Durante anos, a principal alternativa para micro e pequenas empresas foi contratar softwares prontos no modelo SaaS (Software as a Service), sistemas alugados na nuvem, pagos por assinatura e com pacotes de funcionalidades padronizadas. Apesar de práticos, esses sistemas muitas vezes geram custos recorrentes elevados e oferecem recursos que nem sempre se encaixam na realidade dos pequenos negócios.
Esse cenário começa a mudar. De acordo com análises do Serviço Brasileiro de Apoio às Micro e Pequenas Empresas (Sebrae) sobre tecnologias no-code, o amadurecimento das plataformas de desenvolvimento sem código, aliado à popularização da inteligência artificial (IA), tem permitido que pequenas empresas desenvolvam soluções próprias com menor custo e maior eficiência operacional.
A maturidade digital das pequenas empresas
O movimento não é isolado. Segundo levantamento do Sebrae, 47% dos pequenos negócios já utilizam softwares ou aplicativos integrativos para apoiar a gestão, evidenciando o avanço da digitalização nas rotinas administrativas e financeiras das empresas.
Esse ambiente favorece a criação de sistemas próprios, permitindo que pequenas empresas deixem de atuar apenas como consumidoras de tecnologia e passem também a desenvolver soluções adaptadas às suas operações.
Por que vale a pena desenvolver um sistema próprio
Para micro e pequenas empresas, criar uma solução digital personalizada pode trazer benefícios relevantes em diferentes frentes.
A redução de custos é um dos fatores mais citados. Assinaturas de softwares SaaS podem parecer pequenas individualmente, mas, somadas ao longo do tempo ou cobradas por usuário, podem representar valores significativos para empresas em crescimento.
Outro ponto é a personalização. Em vez de adaptar seus processos às limitações de um sistema externo, as empresas passam a desenvolver ferramentas alinhadas à sua realidade operacional. Fluxos de trabalho, relatórios e integrações podem ser ajustados para atender necessidades específicas.
A autonomia tecnológica também ganha destaque. Com um sistema próprio, novos módulos e funcionalidades podem ser implementados conforme surgem demandas internas, sem depender do cronograma de atualização de fornecedores.
A integração com inteligência artificial também se torna mais acessível. Hoje já é possível automatizar tarefas como leitura de notas fiscais, organização de grandes volumes de dados e geração de relatórios gerenciais.
Segundo conteúdos técnicos sobre inovação digital publicados pelo Sebrae, plataformas no-code e low-code contribuem para reduzir barreiras técnicas ao desenvolvimento de sistemas, permitindo que empresas implementem soluções digitais de forma mais rápida e com menor necessidade de conhecimento em programação.

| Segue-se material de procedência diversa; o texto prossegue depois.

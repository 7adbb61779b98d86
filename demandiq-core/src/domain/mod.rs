//! Domain types for DemandIQ forecasting.

pub mod config;
pub mod point;
pub mod prediction;
pub mod promotion;

pub use config::{ForecastConfig, TrimPolicy, DEFAULT_HORIZON_WEEKS, DEFAULT_SEED};
pub use point::{last_date, prepare_history, HistoricalPoint};
pub use prediction::{DailyPrediction, WeeklyForecastPoint};
pub use promotion::PromotionSet;
//! Least-squares solvers for the additive model.
//!
//! Two primitives:
//!
//! ```text
//! ordinary:  minimize ‖y − Xβ‖²
//! ridge:     minimize ‖y − Xβ‖² + Σ λ_j β_j²
//! ```
//!
//! The ridge system `(XᵀX + Λ) β = Xᵀy` is the MAP estimate under independent
//! Gaussian priors and is solved by Cholesky. When the normal matrix is not
//! positive definite (all-zero columns with λ = 0, e.g. weekly Fourier terms
//! on a series sampled on a single weekday) we fall back to SVD with
//! progressively looser tolerances.

use nalgebra::{DMatrix, DVector, Dyn, SVD};

/// Solve an ordinary least squares problem using SVD.
///
/// Returns `None` if the system is too ill-conditioned to solve robustly.
pub fn solve_least_squares(x: &DMatrix<f64>, y: &DVector<f64>) -> Option<DVector<f64>> {
    let svd = x.clone().svd(true, true);
    svd_solve(&svd, y)
}

/// Solve the ridge problem with a per-column penalty vector.
///
/// # Panics
/// Panics if `penalties.len()` differs from the number of columns of `x`.
pub fn solve_ridge(
    x: &DMatrix<f64>,
    y: &DVector<f64>,
    penalties: &DVector<f64>,
) -> Option<DVector<f64>> {
    assert_eq!(x.ncols(), penalties.len(), "one penalty per column");

    let xt = x.transpose();
    let mut normal = &xt * x;
    for (j, lambda) in penalties.iter().enumerate() {
        normal[(j, j)] += *lambda;
    }
    let rhs = &xt * y;

    if let Some(chol) = normal.clone().cholesky() {
        let beta = chol.solve(&rhs);
        if beta.iter().all(|v| v.is_finite()) {
            return Some(beta);
        }
    }

    let svd = normal.svd(true, true);
    svd_solve(&svd, &rhs)
}

fn svd_solve(svd: &SVD<f64, Dyn, Dyn>, y: &DVector<f64>) -> Option<DVector<f64>> {
    for &tol in &[1e-10, 1e-8, 1e-6] {
        if let Ok(beta) = svd.solve(y, tol) {
            if beta.iter().all(|v| v.is_finite()) {
                return Some(beta);
            }
        }
    }
    None
}
//! Calendar feature extraction.
//!
//! Every date maps to its position in the calendar (weekday, quarter, month,
//! year, ordinal day, ISO week) plus a promotion flag. Pure; no state.

use chrono::{Datelike, Duration, NaiveDate};
use serde::{Deserialize, Serialize};

use crate::domain::PromotionSet;

/// Names of the regressor columns, in the order produced by [`FeatureRow::regressors`].
///
/// `is_promotion` is carried on the row but not fed to the tree ensemble; the
/// ensemble applies a fixed boost on promotion days instead.
pub const FEATURE_NAMES: [&str; 6] = [
    "day_of_week",
    "quarter",
    "month",
    "year",
    "day_of_year",
    "iso_week",
];

/// Calendar-position features of a single date.
#[derive(Debug, Clone, Copy, PartialEq, Eq, Serialize, Deserialize)]
pub struct FeatureRow {
    pub date: NaiveDate,
    /// Monday = 0 … Sunday = 6.
    pub day_of_week: u32,
    pub quarter: u32,
    pub month: u32,
    pub year: i32,
    pub day_of_year: u32,
    pub iso_week: u32,
    pub is_promotion: u8,
}

impl FeatureRow {
    pub fn from_date(date: NaiveDate, promotions: &PromotionSet) -> Self {
        let month = date.month();
        Self {
            date,
            day_of_week: date.weekday().num_days_from_monday(),
            quarter: (month - 1) / 3 + 1,
            month,
            year: date.year(),
            day_of_year: date.ordinal(),
            iso_week: date.iso_week().week(),
            is_promotion: u8::from(promotions.contains(date)),
        }
    }

    pub fn is_promotion(&self) -> bool {
        self.is_promotion == 1
    }

    /// Numeric regressor vector in [`FEATURE_NAMES`] order.
    pub fn regressors(&self) -> [f64; FEATURE_NAMES.len()] {
        [
            f64::from(self.day_of_week),
            f64::from(self.quarter),
            f64::from(self.month),
            f64::from(self.year),
            f64::from(self.day_of_year),
            f64::from(self.iso_week),
        ]
    }
}

/// One [`FeatureRow`] per input date, in input order.
pub fn extract_features(dates: &[NaiveDate], promotions: &PromotionSet) -> Vec<FeatureRow> {
    dates
        .iter()
        .map(|&date| FeatureRow::from_date(date, promotions))
        .collect()
}

/// `days` consecutive calendar days starting the day after `last`.
pub fn future_dates(last: NaiveDate, days: i64) -> Vec<NaiveDate> {
    (1..=days.max(0)).map(|i| last + Duration::days(i)).collect()
}
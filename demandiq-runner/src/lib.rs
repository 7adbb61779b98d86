//! DemandIQ Runner — forecast orchestration around `demandiq-core`.
//!
//! This crate provides:
//! - TOML job configuration
//! - Series loading with cache/provider/synthetic fallback
//! - A file-backed series cache keyed by search term
//! - Synthetic weekly series for development
//! - Dashboard KPIs over cached series
//! - Timeout-guarded single and batch forecast execution
//! - JSON/CSV export of forecast outcomes

pub mod cache;
pub mod config;
pub mod data_loader;
pub mod export;
pub mod kpis;
pub mod runner;
pub mod synthetic;

pub use cache::{CacheMeta, CacheStatus, SeriesCache};
pub use config::{ConfigError, JobConfig};
pub use data_loader::{
    import_series_csv, load_series, read_series_csv, write_series_csv, CsvSeriesProvider,
    DataError, DataSource, LoadError, LoadOptions, LoadedSeries, SeriesProvider,
};
pub use export::{export_csv, export_json, import_json, save_artifacts};
pub use kpis::{compute_kpis, DashboardKpis};
pub use runner::{
    load_jobs, run_batch, run_forecast, run_job, run_job_with_provider, ForecastOutcome,
    ForecastRequest, RunError,
};
pub use synthetic::generate_series;
//! Seasonal-decomposition forecaster.
//!
//! Fits an additive model directly on `(date, value)` pairs:
//!
//! ```text
//! value(d) = trend(d) + yearly(d) + weekly(d) + event(d)
//! ```
//!
//! - `trend`: piecewise linear in scaled time, with hinge columns at up to
//!   `N_CHANGEPOINTS` dates spread over the first `CHANGEPOINT_RANGE` of history.
//! - `yearly`, `weekly`: Fourier series over days since the Unix epoch.
//!   Daily seasonality is not modelled; inputs are at most daily.
//! - `event`: one indicator column per offset of the promotion window
//!   (the promotion day itself and the day after).
//!
//! The coefficients are the MAP estimate under independent Gaussian priors on
//! a max-abs scaled target, i.e. a ridge regression whose per-column penalty is
//! `noise_variance / prior_scale²`. Intercept and slope are unpenalized so the
//! level is never pushed into seasonal terms that the history cannot identify
//! (a weekly-sampled series observes a single weekday phase).

use chrono::{Datelike, Duration, NaiveDate};
use nalgebra::{DMatrix, DVector};
use std::f64::consts::PI;
use std::ops::Range;
use tracing::debug;

use crate::domain::{
    last_date, prepare_history, DailyPrediction, ForecastConfig, HistoricalPoint, PromotionSet,
    TrimPolicy, WeeklyForecastPoint,
};
use crate::features::future_dates;
use crate::forecast::{Deadline, ForecastError};
use crate::resample::resample_daily;

use super::solve::{solve_least_squares, solve_ridge};
use super::trim_weekly;

pub const YEARLY_PERIOD_DAYS: f64 = 365.25;
pub const YEARLY_FOURIER_ORDER: usize = 10;
pub const WEEKLY_PERIOD_DAYS: f64 = 7.0;
pub const WEEKLY_FOURIER_ORDER: usize = 3;
pub const N_CHANGEPOINTS: usize = 25;
pub const CHANGEPOINT_RANGE: f64 = 0.8;
pub const CHANGEPOINT_PRIOR_SCALE: f64 = 0.05;
pub const SEASONALITY_PRIOR_SCALE: f64 = 10.0;
pub const EVENT_PRIOR_SCALE: f64 = 10.0;
/// Days before a promotion covered by its effect window.
pub const EVENT_LOWER_WINDOW: i64 = 0;
/// Days after a promotion covered by its effect window.
pub const EVENT_UPPER_WINDOW: i64 = 1;

/// Floor on the scaled noise variance used to set the ridge penalties.
const MIN_NOISE_VARIANCE: f64 = 1e-4;

/// 1970-01-01 expressed as days from 0001-01-01 (CE).
const UNIX_EPOCH_DAYS_FROM_CE: i32 = 719_163;

/// Modelling configuration of the additive model.
#[derive(Debug, Clone, PartialEq)]
pub struct SeasonalParams {
    pub yearly_order: usize,
    pub weekly_order: usize,
    pub n_changepoints: usize,
    pub changepoint_range: f64,
    pub changepoint_prior_scale: f64,
    pub seasonality_prior_scale: f64,
    pub event_prior_scale: f64,
    pub event_lower_window: i64,
    pub event_upper_window: i64,
}

impl Default for SeasonalParams {
    fn default() -> Self {
        Self {
            yearly_order: YEARLY_FOURIER_ORDER,
            weekly_order: WEEKLY_FOURIER_ORDER,
            n_changepoints: N_CHANGEPOINTS,
            changepoint_range: CHANGEPOINT_RANGE,
            changepoint_prior_scale: CHANGEPOINT_PRIOR_SCALE,
            seasonality_prior_scale: SEASONALITY_PRIOR_SCALE,
            event_prior_scale: EVENT_PRIOR_SCALE,
            event_lower_window: EVENT_LOWER_WINDOW,
            event_upper_window: EVENT_UPPER_WINDOW,
        }
    }
}

impl SeasonalParams {
    /// Offsets (in days after the promotion) that get their own regressor column.
    pub fn event_offsets(&self) -> Vec<i64> {
        (-self.event_lower_window..=self.event_upper_window).collect()
    }
}

/// Column layout of the design matrix.
#[derive(Debug, Clone)]
struct DesignLayout {
    origin: NaiveDate,
    span_days: f64,
    changepoints: Vec<f64>,
    yearly_order: usize,
    weekly_order: usize,
    event_offsets: Vec<i64>,
}

impl DesignLayout {
    fn trend_cols(&self) -> Range<usize> {
        0..2 + self.changepoints.len()
    }

    fn yearly_cols(&self) -> Range<usize> {
        let start = self.trend_cols().end;
        start..start + 2 * self.yearly_order
    }

    fn weekly_cols(&self) -> Range<usize> {
        let start = self.yearly_cols().end;
        start..start + 2 * self.weekly_order
    }

    fn event_cols(&self) -> Range<usize> {
        let start = self.weekly_cols().end;
        start..start + self.event_offsets.len()
    }

    fn width(&self) -> usize {
        self.event_cols().end
    }

    fn scaled_time(&self, date: NaiveDate) -> f64 {
        (date - self.origin).num_days() as f64 / self.span_days
    }

    fn fill_row(&self, date: NaiveDate, promotions: &PromotionSet, row: &mut [f64]) {
        let t = self.scaled_time(date);
        row[0] = 1.0;
        row[1] = t;
        for (j, &cp) in self.changepoints.iter().enumerate() {
            row[2 + j] = (t - cp).max(0.0);
        }

        let epoch_days = f64::from(date.num_days_from_ce() - UNIX_EPOCH_DAYS_FROM_CE);
        fill_fourier(
            &mut row[self.yearly_cols()],
            epoch_days,
            YEARLY_PERIOD_DAYS,
            self.yearly_order,
        );
        fill_fourier(
            &mut row[self.weekly_cols()],
            epoch_days,
            WEEKLY_PERIOD_DAYS,
            self.weekly_order,
        );

        let events = self.event_cols();
        for (j, &offset) in self.event_offsets.iter().enumerate() {
            let active = promotions.contains(date - Duration::days(offset));
            row[events.start + j] = if active { 1.0 } else { 0.0 };
        }
    }

    fn penalties(&self, params: &SeasonalParams, noise_variance: f64) -> DVector<f64> {
        let mut penalties = DVector::zeros(self.width());
        let cp_penalty = noise_variance / params.changepoint_prior_scale.powi(2);
        let season_penalty = noise_variance / params.seasonality_prior_scale.powi(2);
        let event_penalty = noise_variance / params.event_prior_scale.powi(2);

        for j in 2..self.trend_cols().end {
            penalties[j] = cp_penalty;
        }
        for j in self.yearly_cols().chain(self.weekly_cols()) {
            penalties[j] = season_penalty;
        }
        for j in self.event_cols() {
            penalties[j] = event_penalty;
        }
        penalties
    }
}

/// Write `[sin(2π·1·t/P), cos(2π·1·t/P), …, sin(2π·n·t/P), cos(2π·n·t/P)]`.
fn fill_fourier(out: &mut [f64], t_days: f64, period: f64, order: usize) {
    for i in 0..order {
        let arg = 2.0 * PI * (i + 1) as f64 * t_days / period;
        out[2 * i] = arg.sin();
        out[2 * i + 1] = arg.cos();
    }
}

/// Changepoint locations (in scaled time) spread uniformly over the first
/// `range` share of the observed points.
fn select_changepoints(t: &[f64], n_changepoints: usize, range: f64) -> Vec<f64> {
    let hist_size = (t.len() as f64 * range).floor() as usize;
    let n = n_changepoints.min(hist_size.saturating_sub(1));
    if n == 0 {
        return Vec::new();
    }

    let mut changepoints: Vec<f64> = (1..=n)
        .map(|k| {
            let idx = (k as f64 * (hist_size - 1) as f64 / n as f64).round() as usize;
            t[idx]
        })
        .collect();
    changepoints.dedup();
    changepoints
}

/// Residual variance of an intercept + slope fit; sets the noise scale for the priors.
fn trend_residual_variance(x: &DMatrix<f64>, y: &DVector<f64>) -> f64 {
    let n = y.len() as f64;
    let trend = x.columns(0, 2).into_owned();
    match solve_least_squares(&trend, y) {
        Some(beta) => (y - &trend * beta).norm_squared() / n,
        None => {
            let mean = y.mean();
            y.iter().map(|v| (v - mean).powi(2)).sum::<f64>() / n
        }
    }
}

/// Additive contributions at one date, in the units of the input series.
#[derive(Debug, Clone, Copy, PartialEq)]
pub struct SeasonalComponents {
    pub trend: f64,
    pub yearly: f64,
    pub weekly: f64,
    pub event: f64,
}

impl SeasonalComponents {
    pub fn total(&self) -> f64 {
        self.trend + self.yearly + self.weekly + self.event
    }
}

/// Fitted additive model. Lives for one `train_and_forecast` call.
#[derive(Debug, Clone)]
pub struct SeasonalModel {
    layout: DesignLayout,
    beta: DVector<f64>,
    y_scale: f64,
    promotions: PromotionSet,
    in_sample_rmse: f64,
}

impl SeasonalModel {
    pub fn components(&self, date: NaiveDate) -> SeasonalComponents {
        let mut row = vec![0.0; self.layout.width()];
        self.layout.fill_row(date, &self.promotions, &mut row);
        let block = |cols: Range<usize>| -> f64 {
            cols.map(|j| row[j] * self.beta[j]).sum::<f64>() * self.y_scale
        };
        SeasonalComponents {
            trend: block(self.layout.trend_cols()),
            yearly: block(self.layout.yearly_cols()),
            weekly: block(self.layout.weekly_cols()),
            event: block(self.layout.event_cols()),
        }
    }

    pub fn predict(&self, date: NaiveDate) -> f64 {
        self.components(date).total()
    }

    pub fn n_changepoints(&self) -> usize {
        self.layout.changepoints.len()
    }

    pub fn in_sample_rmse(&self) -> f64 {
        self.in_sample_rmse
    }
}

/// Seasonal-decomposition strategy over one copied history.
#[derive(Debug, Clone)]
pub struct SeasonalForecaster {
    history: Vec<HistoricalPoint>,
    config: ForecastConfig,
    params: SeasonalParams,
}

impl SeasonalForecaster {
    pub fn new(history: &[HistoricalPoint], config: ForecastConfig) -> Self {
        Self {
            history: prepare_history(history),
            config,
            params: SeasonalParams::default(),
        }
    }

    pub fn with_params(mut self, params: SeasonalParams) -> Self {
        self.params = params;
        self
    }

    pub fn history(&self) -> &[HistoricalPoint] {
        &self.history
    }

    pub fn config(&self) -> &ForecastConfig {
        &self.config
    }

    /// Fit the additive model on the full history.
    pub fn fit(&self, deadline: &Deadline) -> Result<SeasonalModel, ForecastError> {
        let n = self.history.len();
        if n < 2 {
            return Err(ForecastError::ModelFit(format!(
                "need at least two usable points, got {n}"
            )));
        }

        let values: Vec<f64> = self.history.iter().map(|p| p.value).collect();
        // Compared directly: a mean-based variance overflows for huge equal values.
        if values.windows(2).all(|w| w[0] == w[1]) {
            return Err(ForecastError::ModelFit("series has zero variance".into()));
        }
        let y_scale = values.iter().fold(0.0_f64, |acc, v| acc.max(v.abs()));

        let origin = self.history[0].date;
        let span_days = (self.history[n - 1].date - origin).num_days() as f64;
        let t: Vec<f64> = self
            .history
            .iter()
            .map(|p| (p.date - origin).num_days() as f64 / span_days)
            .collect();

        let layout = DesignLayout {
            origin,
            span_days,
            changepoints: select_changepoints(
                &t,
                self.params.n_changepoints,
                self.params.changepoint_range,
            ),
            yearly_order: self.params.yearly_order,
            weekly_order: self.params.weekly_order,
            event_offsets: self.params.event_offsets(),
        };

        let promotions = self.config.promotion_dates();
        let width = layout.width();
        let mut x = DMatrix::zeros(n, width);
        let mut row = vec![0.0; width];
        for (i, point) in self.history.iter().enumerate() {
            layout.fill_row(point.date, promotions, &mut row);
            for (j, value) in row.iter().enumerate() {
                x[(i, j)] = *value;
            }
        }
        let y = DVector::from_iterator(n, values.iter().map(|v| v / y_scale));

        let noise_variance = trend_residual_variance(&x, &y).max(MIN_NOISE_VARIANCE);
        let penalties = layout.penalties(&self.params, noise_variance);

        deadline.check("seasonal fit")?;
        let beta = solve_ridge(&x, &y, &penalties).ok_or_else(|| {
            ForecastError::ForecastingFailure(
                "additive model normal equations could not be solved".into(),
            )
        })?;
        deadline.check("seasonal fit")?;

        let in_sample_rmse = ((&x * &beta - &y).norm_squared() / n as f64).sqrt() * y_scale;
        debug!(
            points = n,
            columns = width,
            changepoints = layout.changepoints.len(),
            noise_variance,
            in_sample_rmse,
            "seasonal model fitted"
        );

        Ok(SeasonalModel {
            layout,
            beta,
            y_scale,
            promotions: promotions.clone(),
            in_sample_rmse,
        })
    }

    /// Daily predictions for every day strictly after the last observation.
    pub fn forecast_daily(&self, deadline: &Deadline) -> Result<Vec<DailyPrediction>, ForecastError> {
        if self.config.horizon_weeks() == 0 {
            return Err(ForecastError::FeatureMismatch(
                "horizon_weeks must be positive; the future date range is empty".into(),
            ));
        }

        let model = self.fit(deadline)?;
        let last = last_date(&self.history)
            .ok_or_else(|| ForecastError::ModelFit("history is empty".into()))?;
        let promotions = self.config.promotion_dates();

        future_dates(last, self.config.horizon_days())
            .into_iter()
            .map(|date| {
                let value = model.predict(date);
                if !value.is_finite() {
                    return Err(ForecastError::ForecastingFailure(format!(
                        "non-finite prediction for {date}"
                    )));
                }
                Ok(DailyPrediction {
                    date,
                    raw_value: value,
                    value,
                    is_promotion: promotions.contains(date),
                })
            })
            .collect()
    }

    /// Weekly forecast: the trailing `horizon_weeks` Friday-anchored buckets.
    pub fn train_and_forecast(
        &self,
        deadline: &Deadline,
    ) -> Result<Vec<WeeklyForecastPoint>, ForecastError> {
        let daily = self.forecast_daily(deadline)?;
        let weekly = resample_daily(&daily);
        Ok(trim_weekly(
            weekly,
            self.config.horizon_weeks(),
            self.config.trim_policy(),
            TrimPolicy::TrailingHorizon,
        ))
    }
}
//! Synthetic weekly series for development and demos.
//!
//! Weekly points dated on Fridays, shaped like retail sales:
//!
//! ```text
//! value = base × (1 + 0.5·sin(2π·doy/365.25)) × (1 + days/2920) × N(1, 0.1)
//! ```
//!
//! with a further 1.4× uplift from 16 November through 31 December. The base
//! level and the noise are seeded from the keyword, so a keyword always
//! produces the same series.

use chrono::{Datelike, Duration, NaiveDate};
use rand::Rng;
use rand_distr::{Distribution, Normal};
use std::f64::consts::PI;

use demandiq_core::resample::week_ending_friday;
use demandiq_core::rng::RngHierarchy;
use demandiq_core::HistoricalPoint;

use crate::cache::SeriesCache;

/// Holiday-season multiplier.
pub const HOLIDAY_UPLIFT: f64 = 1.4;

/// Default generated range: 2020 through 2024.
pub fn default_range() -> (NaiveDate, NaiveDate) {
    (
        NaiveDate::from_ymd_opt(2020, 1, 1).unwrap_or(NaiveDate::MIN),
        NaiveDate::from_ymd_opt(2024, 12, 31).unwrap_or(NaiveDate::MAX),
    )
}

fn is_holiday_season(date: NaiveDate) -> bool {
    matches!(date.month(), 11 | 12) && date.day() > 15
}

/// Generate the synthetic series for `keyword` over `[start, end]`.
pub fn generate_series(keyword: &str, start: NaiveDate, end: NaiveDate) -> Vec<HistoricalPoint> {
    let rngs = RngHierarchy::from_label(&SeriesCache::normalize_keyword(keyword));
    let mut rng = rngs.rng_for("synthetic", 0);

    let store: u32 = rng.gen_range(1..=10);
    let dept: u32 = rng.gen_range(1..=5);
    let base = f64::from(10_000 + store * 1_000 + dept * 500);

    let noise = match Normal::new(1.0, 0.1) {
        Ok(n) => n,
        Err(_) => return Vec::new(),
    };

    let first = week_ending_friday(start);
    let mut points = Vec::new();
    let mut date = first;
    while date <= end {
        let seasonal = 1.0 + 0.5 * (2.0 * PI * f64::from(date.ordinal()) / 365.25).sin();
        let trend = 1.0 + (date - first).num_days() as f64 / (365.0 * 4.0 * 2.0);
        let mut value = base * seasonal * trend * noise.sample(&mut rng);
        if is_holiday_season(date) {
            value *= HOLIDAY_UPLIFT;
        }
        points.push(HistoricalPoint::new(date, (value * 100.0).round() / 100.0));
        date += Duration::weeks(1);
    }
    points
}
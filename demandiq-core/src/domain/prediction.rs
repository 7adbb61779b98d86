//! Prediction outputs: per-day model output and the weekly points handed back to callers.

use chrono::NaiveDate;
use serde::{Deserialize, Serialize};

/// Model output for one future day.
#[derive(Debug, Clone, Copy, PartialEq, Serialize, Deserialize)]
pub struct DailyPrediction {
    pub date: NaiveDate,
    /// Value produced by the fitted model.
    pub raw_value: f64,
    /// Value after any promotion adjustment (equal to `raw_value` otherwise).
    pub value: f64,
    pub is_promotion: bool,
}

/// One week of forecast, labelled by the Friday that closes the week.
///
/// Serialized with the `ds` / `yhat` field names used by downstream consumers.
#[derive(Debug, Clone, Copy, PartialEq, Serialize, Deserialize)]
pub struct WeeklyForecastPoint {
    #[serde(rename = "ds")]
    pub week_ending_date: NaiveDate,
    #[serde(rename = "yhat")]
    pub predicted_value: f64,
}

#[cfg(test)]
mod tests {
    use super::*;

    #[test]
    fn weekly_point_uses_wire_names() {
        let point = WeeklyForecastPoint {
            week_ending_date: NaiveDate::from_ymd_opt(2024, 1, 5).unwrap(),
            predicted_value: 12.5,
        };
        let json = serde_json::to_string(&point).unwrap();
        assert_eq!(json, r#"{"ds":"2024-01-05","yhat":12.5}"#);
    }
}
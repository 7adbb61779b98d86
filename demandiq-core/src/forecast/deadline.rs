//! Cooperative time budget for a single fit.
//!
//! Both models have unbounded worst-case fit time on pathological inputs, so
//! the fitting loops call [`Deadline::check`] at natural boundaries (each
//! boosting round, around each linear solve). A deadline expires either when
//! its instant passes or when its cancellation flag is raised by a supervisor.

use std::sync::atomic::{AtomicBool, Ordering};
use std::sync::Arc;
use std::time::{Duration, Instant};

use super::error::ForecastError;

#[derive(Debug, Clone, Default)]
pub struct Deadline {
    expires_at: Option<Instant>,
    limit: Option<Duration>,
    cancel: Option<Arc<AtomicBool>>,
}

impl Deadline {
    /// No time limit.
    pub fn unbounded() -> Self {
        Self::default()
    }

    /// Expires `limit` from now.
    pub fn after(limit: Duration) -> Self {
        Self {
            expires_at: Some(Instant::now() + limit),
            limit: Some(limit),
            cancel: None,
        }
    }

    /// Also expire when `flag` is set.
    pub fn with_cancel_flag(mut self, flag: Arc<AtomicBool>) -> Self {
        self.cancel = Some(flag);
        self
    }

    pub fn limit(&self) -> Option<Duration> {
        self.limit
    }

    pub fn is_expired(&self) -> bool {
        if self
            .cancel
            .as_ref()
            .is_some_and(|flag| flag.load(Ordering::Relaxed))
        {
            return true;
        }
        self.expires_at.is_some_and(|at| Instant::now() >= at)
    }

    /// `Err(TimeoutExceeded)` once the deadline has passed.
    pub fn check(&self, stage: &str) -> Result<(), ForecastError> {
        if self.is_expired() {
            return Err(self.timeout_error(stage));
        }
        Ok(())
    }

    pub fn timeout_error(&self, stage: &str) -> ForecastError {
        ForecastError::TimeoutExceeded {
            limit_ms: self.limit.map_or(0, |l| l.as_millis() as u64),
            stage: stage.to_string(),
        }
    }
}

Experiência prática na Ever Contábil
Segundo Rodrigo Schluchting, CEO da Ever Contábil, a decisão de investir em tecnologia própria surgiu a partir da dependência de sistemas externos. "Antes, nós utilizávamos um software em modelo SaaS para buscar informações das empresas na Receita Federal. Pagávamos mensalmente por esse serviço. Hoje, já desenvolvemos internamente essa mesma funcionalidade dentro do nosso próprio sistema, muito mais personalizado e em sintonia com nossa operação", afirma.
A iniciativa evoluiu rapidamente. Atualmente, a empresa trabalha no desenvolvimento de um software contábil proprietário, cujo módulo fiscal já opera com integração de inteligência artificial.
De acordo com Schluchting, a tecnologia permite automatizar etapas como busca de notas fiscais, processamento de dados e apuração de informações contábeis.
Os próximos passos incluem o desenvolvimento de módulos financeiros, contábeis e de departamento pessoal, ampliando as funcionalidades do sistema e alinhando a tecnologia à operação da empresa.
Desafios no caminho
Apesar dos avanços tecnológicos, desenvolver sistemas internos ainda exige atenção a alguns fatores. A segurança da informação e a escalabilidade são pontos essenciais, mesmo quando se utilizam plataformas no-code ou low-code.
Além disso, setores regulados, como o contábil e o financeiro, precisam garantir que os softwares utilizados estejam sempre atualizados em relação às normas fiscais e tributárias.
Outro desafio está na cultura organizacional. A adoção de novas ferramentas exige adaptação das equipes, treinamento e incorporação de práticas digitais na rotina de trabalho.
Com a evolução das plataformas de desenvolvimento e a integração crescente da inteligência artificial, construir sistemas próprios deixa de ser uma exclusividade de grandes corporações e passa a se tornar uma estratégia cada vez mais presente entre pequenas empresas brasileiras.